• INSTRUCTIONS TO FOLLOW: Identical copies of all the records below are needed.

Collected data:
use std::fs;
use std::path::PathBuf;

use pinsync_lib::canonical::{CanonicalStore, JsonFileKv, PinPolicy, STORAGE_KEY};
use pinsync_lib::config::SyncConfig;
use pinsync_lib::host::{CollectionId, FileHost, InstanceId, ItemDescriptor, World};
use pinsync_lib::sync::{PassContext, preview_pass, run_pass};
use serde_json::{Value, json};
use tempfile::TempDir;
use tokio::sync::Mutex;

struct Fixture {
  _temp: TempDir,
  host: FileHost,
  store_path: PathBuf,
}

impl Fixture {
  fn new(world: World) -> Self {
    let temp = TempDir::new().unwrap();
    let world_path = temp.path().join("world.json");
    world.save(&world_path).unwrap();
    let store_path = temp.path().join("data").join("canonical.json");
    Self {
      host: FileHost::new(world_path),
      store_path,
      _temp: temp,
    }
  }

  fn store(&self) -> Mutex<CanonicalStore<JsonFileKv>> {
    Mutex::new(CanonicalStore::new(JsonFileKv::new(self.store_path.clone())))
  }

  fn world(&self) -> World {
    World::load(self.host.path()).unwrap()
  }

  fn store_json(&self) -> Value {
    serde_json::from_str(&fs::read_to_string(&self.store_path).unwrap()).unwrap()
  }
}

fn windows() -> World {
  World::new()
    .with_collection(
      1,
      vec![
        ItemDescriptor::pinned_at(1, "https://mail.test/inbox#unread"),
        ItemDescriptor::unpinned_at(2, "https://news.test/"),
      ],
    )
    .with_collection(2, vec![ItemDescriptor::pinned_at(3, "https://chat.test/")])
}

#[tokio::test]
async fn pass_against_files_converges_and_persists() {
  let fixture = Fixture::new(windows());
  let store = fixture.store();
  let ctx = PassContext::from_config(&SyncConfig::default());

  let report = run_pass(&fixture.host, &store, &ctx).await.unwrap();
  assert!(report.seeded);
  assert_eq!(report.created(), 2);

  assert_eq!(
    fixture.store_json()[STORAGE_KEY],
    json!({
      "https://chat.test/": "https://chat.test/",
      "https://mail.test/inbox": "https://mail.test/inbox",
    })
  );

  let world = fixture.world();
  assert_eq!(
    world.pinned_targets(CollectionId(1)),
    vec![
      "https://mail.test/inbox#unread".to_string(),
      "https://chat.test/".to_string()
    ]
  );
  assert_eq!(
    world.pinned_targets(CollectionId(2)),
    vec!["https://chat.test/".to_string(), "https://mail.test/inbox".to_string()]
  );

  let again = run_pass(&fixture.host, &store, &ctx).await.unwrap();
  assert!(again.collections.iter().all(|c| !c.changed()));
}

#[tokio::test]
async fn legacy_store_file_is_migrated_by_first_pass() {
  let fixture = Fixture::new(windows());
  fs::create_dir_all(fixture.store_path.parent().unwrap()).unwrap();
  fs::write(
    &fixture.store_path,
    r#"{"pinned_tabs": {"https://chat.test/": "https://chat.test/"}}"#,
  )
  .unwrap();

  let store = fixture.store();
  let mut config = SyncConfig::default();
  config.policy = PinPolicy::KeepExisting;
  let report = run_pass(&fixture.host, &store, &PassContext::from_config(&config))
    .await
    .unwrap();

  assert!(!report.seeded);
  let json = fixture.store_json();
  assert_eq!(json[STORAGE_KEY], json!({"https://chat.test/": "https://chat.test/"}));
  assert!(json.get("pinned_tabs").is_some());

  // mail.test is not canonical, so it is purged.
  let world = fixture.world();
  assert_eq!(
    world.pinned_targets(CollectionId(1)),
    vec!["https://chat.test/".to_string()]
  );
  assert!(world.find(InstanceId(2)).is_some());
}

#[tokio::test]
async fn preview_leaves_files_untouched() {
  let fixture = Fixture::new(windows());
  let before = fs::read_to_string(fixture.host.path()).unwrap();
  let store = fixture.store();

  let plans = preview_pass(&fixture.host, &store, &PassContext::from_config(&SyncConfig::default()))
    .await
    .unwrap();

  assert_eq!(plans.iter().map(|p| p.plan.action_count()).sum::<usize>(), 2);
  assert_eq!(fs::read_to_string(fixture.host.path()).unwrap(), before);
  assert!(!fixture.store_path.exists());
}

• ANSWER TO THIS PROBLEM:
use std::fs;
use std::path::PathBuf;

use pinsync_lib::canonical::{CanonicalStore, JsonFileKv, PinPolicy, STORAGE_KEY};
use pinsync_lib::config::SyncConfig;
use pinsync_lib::host::{CollectionId, FileHost, InstanceId, ItemDescriptor, World};
use pinsync_lib::sync::{PassContext, preview_pass, run_pass};
use serde_json::{Value, json};
use tempfile::TempDir;
use tokio::sync::Mutex;

struct Fixture {
  _temp: TempDir,
  host: FileHost,
  store_path: PathBuf,
}

impl Fixture {
  fn new(world: World) -> Self {
    let temp = TempDir::new().unwrap();
    let world_path = temp.path().join("world.json");
    world.save(&world_path).unwrap();
    let store_path = temp.path().join("data").join("canonical.json");
    Self {
      host: FileHost::new(world_path),
      store_path,
      _temp: temp,
    }
  }

  fn store(&self) -> Mutex<CanonicalStore<JsonFileKv>> {
    Mutex::new(CanonicalStore::new(JsonFileKv::new(self.store_path.clone())))
  }

  fn world(&self) -> World {
    World::load(self.host.path()).unwrap()
  }

  fn store_json(&self) -> Value {
    serde_json::from_str(&fs::read_to_string(&self.store_path).unwrap()).unwrap()
  }
}

fn windows() -> World {
  World::new()
    .with_collection(
      1,
      vec![
        ItemDescriptor::pinned_at(1, "https://mail.test/inbox#unread"),
        ItemDescriptor::unpinned_at(2, "https://news.test/"),
      ],
    )
    .with_collection(2, vec![ItemDescriptor::pinned_at(3, "https://chat.test/")])
}

#[tokio::test]
async fn pass_against_files_converges_and_persists() {
  let fixture = Fixture::new(windows());
  let store = fixture.store();
  let ctx = PassContext::from_config(&SyncConfig::default());

  let report = run_pass(&fixture.host, &store, &ctx).await.unwrap();
  assert!(report.seeded);
  assert_eq!(report.created(), 2);

  assert_eq!(
    fixture.store_json()[STORAGE_KEY],
    json!({
      "https://chat.test/": "https://chat.test/",
      "https://mail.test/inbox": "https://mail.test/inbox",
    })
  );

  let world = fixture.world();
  assert_eq!(
    world.pinned_targets(CollectionId(1)),
    vec![
      "https://mail.test/inbox#unread".to_string(),
      "https://chat.test/".to_string()
    ]
  );
  assert_eq!(
    world.pinned_targets(CollectionId(2)),
    vec!["https://chat.test/".to_string(), "https://mail.test/inbox".to_string()]
  );

  let again = run_pass(&fixture.host, &store, &ctx).await.unwrap();
  assert!(again.collections.iter().all(|c| !c.changed()));
}

#[tokio::test]
async fn legacy_store_file_is_migrated_by_first_pass() {
  let fixture = Fixture::new(windows());
  fs::create_dir_all(fixture.store_path.parent().unwrap()).unwrap();
  fs::write(
    &fixture.store_path,
    r#"{"pinned_tabs": {"https://chat.test/": "https://chat.test/"}}"#,
  )
  .unwrap();

  let store = fixture.store();
  let mut config = SyncConfig::default();
  config.policy = PinPolicy::KeepExisting;
  let report = run_pass(&fixture.host, &store, &PassContext::from_config(&config))
    .await
    .unwrap();

  assert!(!report.seeded);
  let json = fixture.store_json();
  assert_eq!(json[STORAGE_KEY], json!({"https://chat.test/": "https://chat.test/"}));
  assert!(json.get("pinned_tabs").is_some());

  // mail.test is not canonical, so it is purged.
  let world = fixture.world();
  assert_eq!(
    world.pinned_targets(CollectionId(1)),
    vec!["https://chat.test/".to_string()]
  );
  assert!(world.find(InstanceId(2)).is_some());
}

#[tokio::test]
async fn preview_leaves_files_untouched() {
  let fixture = Fixture::new(windows());
  let before = fs::read_to_string(fixture.host.path()).unwrap();
  let store = fixture.store();

  let plans = preview_pass(&fixture.host, &store, &PassContext::from_config(&SyncConfig::default()))
    .await
    .unwrap();

  assert_eq!(plans.iter().map(|p| p.plan.action_count()).sum::<usize>(), 2);
  assert_eq!(fs::read_to_string(fixture.host.path()).unwrap(), before);
  assert!(!fixture.store_path.exists());
}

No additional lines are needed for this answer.